## ASSIGNMENT
Which lines of the material hold the word "impl"? Copy each one.

=-=-=

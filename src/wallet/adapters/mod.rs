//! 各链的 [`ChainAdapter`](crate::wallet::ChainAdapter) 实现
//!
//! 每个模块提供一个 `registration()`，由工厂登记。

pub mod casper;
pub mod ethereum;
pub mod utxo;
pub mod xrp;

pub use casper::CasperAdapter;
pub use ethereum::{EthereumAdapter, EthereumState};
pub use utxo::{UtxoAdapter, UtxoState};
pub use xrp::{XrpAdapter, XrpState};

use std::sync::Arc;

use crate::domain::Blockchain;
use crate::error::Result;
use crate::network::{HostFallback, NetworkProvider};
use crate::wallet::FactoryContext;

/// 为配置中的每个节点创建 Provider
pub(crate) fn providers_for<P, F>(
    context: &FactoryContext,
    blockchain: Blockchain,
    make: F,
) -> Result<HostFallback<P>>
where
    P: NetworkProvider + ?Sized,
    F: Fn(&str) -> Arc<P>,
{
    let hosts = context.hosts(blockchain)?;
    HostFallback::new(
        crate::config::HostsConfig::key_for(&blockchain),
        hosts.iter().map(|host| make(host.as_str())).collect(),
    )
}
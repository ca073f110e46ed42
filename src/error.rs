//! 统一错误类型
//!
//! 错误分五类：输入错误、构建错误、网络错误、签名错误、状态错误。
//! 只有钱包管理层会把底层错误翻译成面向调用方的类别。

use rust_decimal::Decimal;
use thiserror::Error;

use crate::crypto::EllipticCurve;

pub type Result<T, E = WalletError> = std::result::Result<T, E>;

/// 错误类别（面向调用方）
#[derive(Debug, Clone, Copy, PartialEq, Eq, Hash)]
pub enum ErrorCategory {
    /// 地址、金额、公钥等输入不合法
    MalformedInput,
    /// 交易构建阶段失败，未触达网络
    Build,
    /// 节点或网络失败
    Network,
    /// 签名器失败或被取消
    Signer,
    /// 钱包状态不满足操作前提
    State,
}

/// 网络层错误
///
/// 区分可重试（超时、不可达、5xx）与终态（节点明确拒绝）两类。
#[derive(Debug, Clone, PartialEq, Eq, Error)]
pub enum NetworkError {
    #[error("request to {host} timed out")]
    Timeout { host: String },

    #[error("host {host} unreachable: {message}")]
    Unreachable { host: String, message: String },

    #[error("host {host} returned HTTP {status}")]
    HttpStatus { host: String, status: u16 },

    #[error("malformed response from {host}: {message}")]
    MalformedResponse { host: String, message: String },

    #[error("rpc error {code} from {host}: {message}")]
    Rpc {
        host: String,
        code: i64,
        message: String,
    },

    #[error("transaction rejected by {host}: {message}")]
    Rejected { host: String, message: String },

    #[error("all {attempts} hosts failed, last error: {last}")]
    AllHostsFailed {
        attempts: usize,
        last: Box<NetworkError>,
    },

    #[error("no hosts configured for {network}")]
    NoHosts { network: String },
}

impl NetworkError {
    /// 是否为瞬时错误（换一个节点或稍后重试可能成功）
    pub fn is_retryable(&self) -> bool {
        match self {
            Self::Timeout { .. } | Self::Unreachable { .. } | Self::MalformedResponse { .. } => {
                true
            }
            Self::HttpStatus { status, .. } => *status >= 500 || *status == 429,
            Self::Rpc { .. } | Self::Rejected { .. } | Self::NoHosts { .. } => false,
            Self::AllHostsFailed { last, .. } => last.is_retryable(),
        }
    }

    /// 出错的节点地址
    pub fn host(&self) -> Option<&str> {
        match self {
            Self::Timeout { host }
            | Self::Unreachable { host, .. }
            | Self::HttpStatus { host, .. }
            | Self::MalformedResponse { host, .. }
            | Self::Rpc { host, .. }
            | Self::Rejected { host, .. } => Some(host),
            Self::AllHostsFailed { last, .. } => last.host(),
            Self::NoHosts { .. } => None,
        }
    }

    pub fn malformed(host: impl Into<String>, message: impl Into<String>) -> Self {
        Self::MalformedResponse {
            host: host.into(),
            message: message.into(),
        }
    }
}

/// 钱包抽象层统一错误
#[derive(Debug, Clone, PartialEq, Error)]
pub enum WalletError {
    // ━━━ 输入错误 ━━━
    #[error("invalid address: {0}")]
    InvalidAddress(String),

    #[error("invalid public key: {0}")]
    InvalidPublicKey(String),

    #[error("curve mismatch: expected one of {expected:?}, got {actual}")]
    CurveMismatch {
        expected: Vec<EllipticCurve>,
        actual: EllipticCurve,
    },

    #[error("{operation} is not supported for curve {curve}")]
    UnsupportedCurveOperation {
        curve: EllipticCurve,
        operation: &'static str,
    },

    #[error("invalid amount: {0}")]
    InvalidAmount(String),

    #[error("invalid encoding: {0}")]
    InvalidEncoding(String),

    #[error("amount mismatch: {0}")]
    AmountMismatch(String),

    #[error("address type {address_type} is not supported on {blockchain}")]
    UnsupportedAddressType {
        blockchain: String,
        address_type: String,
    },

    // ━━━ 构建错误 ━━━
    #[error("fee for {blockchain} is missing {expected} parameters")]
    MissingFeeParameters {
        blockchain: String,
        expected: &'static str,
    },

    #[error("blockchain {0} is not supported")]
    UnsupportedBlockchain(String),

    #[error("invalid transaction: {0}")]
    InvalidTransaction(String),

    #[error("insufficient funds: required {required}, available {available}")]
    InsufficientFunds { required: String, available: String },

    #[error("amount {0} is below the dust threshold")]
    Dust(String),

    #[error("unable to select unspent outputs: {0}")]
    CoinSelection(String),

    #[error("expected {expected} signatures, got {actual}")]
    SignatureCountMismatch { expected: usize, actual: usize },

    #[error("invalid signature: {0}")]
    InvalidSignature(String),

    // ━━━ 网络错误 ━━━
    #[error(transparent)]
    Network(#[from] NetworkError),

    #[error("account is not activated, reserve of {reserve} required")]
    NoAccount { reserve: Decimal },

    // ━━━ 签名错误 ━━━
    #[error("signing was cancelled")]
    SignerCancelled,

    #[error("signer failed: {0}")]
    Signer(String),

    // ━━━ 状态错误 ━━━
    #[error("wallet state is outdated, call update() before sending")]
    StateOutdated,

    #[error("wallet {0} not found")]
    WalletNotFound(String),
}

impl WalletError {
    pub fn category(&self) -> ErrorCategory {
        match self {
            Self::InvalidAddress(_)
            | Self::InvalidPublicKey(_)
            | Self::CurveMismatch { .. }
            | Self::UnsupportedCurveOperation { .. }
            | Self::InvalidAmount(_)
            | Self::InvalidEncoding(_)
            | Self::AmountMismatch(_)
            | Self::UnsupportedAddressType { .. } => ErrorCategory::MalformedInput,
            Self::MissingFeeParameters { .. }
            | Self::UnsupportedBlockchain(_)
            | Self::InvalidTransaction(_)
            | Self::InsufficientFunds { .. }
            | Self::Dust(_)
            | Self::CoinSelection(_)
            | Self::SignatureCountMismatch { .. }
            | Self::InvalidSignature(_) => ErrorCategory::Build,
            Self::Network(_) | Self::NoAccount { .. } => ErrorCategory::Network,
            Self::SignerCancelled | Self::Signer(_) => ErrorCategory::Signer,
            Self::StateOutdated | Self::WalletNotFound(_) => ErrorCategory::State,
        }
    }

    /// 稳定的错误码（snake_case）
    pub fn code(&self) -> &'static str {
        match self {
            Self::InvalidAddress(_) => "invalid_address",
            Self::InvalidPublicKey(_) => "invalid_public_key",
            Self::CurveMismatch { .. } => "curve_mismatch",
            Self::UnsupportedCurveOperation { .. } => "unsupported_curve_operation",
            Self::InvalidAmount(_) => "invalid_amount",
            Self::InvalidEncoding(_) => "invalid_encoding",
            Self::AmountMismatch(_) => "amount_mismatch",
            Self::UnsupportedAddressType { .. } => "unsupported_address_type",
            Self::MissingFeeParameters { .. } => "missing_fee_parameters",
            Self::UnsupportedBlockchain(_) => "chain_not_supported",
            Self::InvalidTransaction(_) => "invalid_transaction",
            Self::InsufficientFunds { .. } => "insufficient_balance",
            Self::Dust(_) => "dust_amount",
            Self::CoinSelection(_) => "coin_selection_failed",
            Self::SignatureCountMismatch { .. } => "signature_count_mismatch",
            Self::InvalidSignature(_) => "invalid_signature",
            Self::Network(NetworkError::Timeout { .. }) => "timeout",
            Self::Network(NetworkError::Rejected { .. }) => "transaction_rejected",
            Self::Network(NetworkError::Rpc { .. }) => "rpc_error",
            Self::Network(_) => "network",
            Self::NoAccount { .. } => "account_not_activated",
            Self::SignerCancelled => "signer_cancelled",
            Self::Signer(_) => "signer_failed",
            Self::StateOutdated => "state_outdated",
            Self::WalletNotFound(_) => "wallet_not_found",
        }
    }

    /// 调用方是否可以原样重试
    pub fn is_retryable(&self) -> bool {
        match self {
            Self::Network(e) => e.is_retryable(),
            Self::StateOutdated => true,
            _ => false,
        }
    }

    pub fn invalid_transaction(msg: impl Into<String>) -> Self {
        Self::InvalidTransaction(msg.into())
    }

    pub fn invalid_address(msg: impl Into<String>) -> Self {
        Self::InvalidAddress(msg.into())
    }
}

=-=-=

## ANSWER TO THIS PROBLEM
impl NetworkError {
    pub fn malformed(host: impl Into<String>, message: impl Into<String>) -> Self {
impl WalletError {
    pub fn invalid_transaction(msg: impl Into<String>) -> Self {
    pub fn invalid_address(msg: impl Into<String>) -> Self {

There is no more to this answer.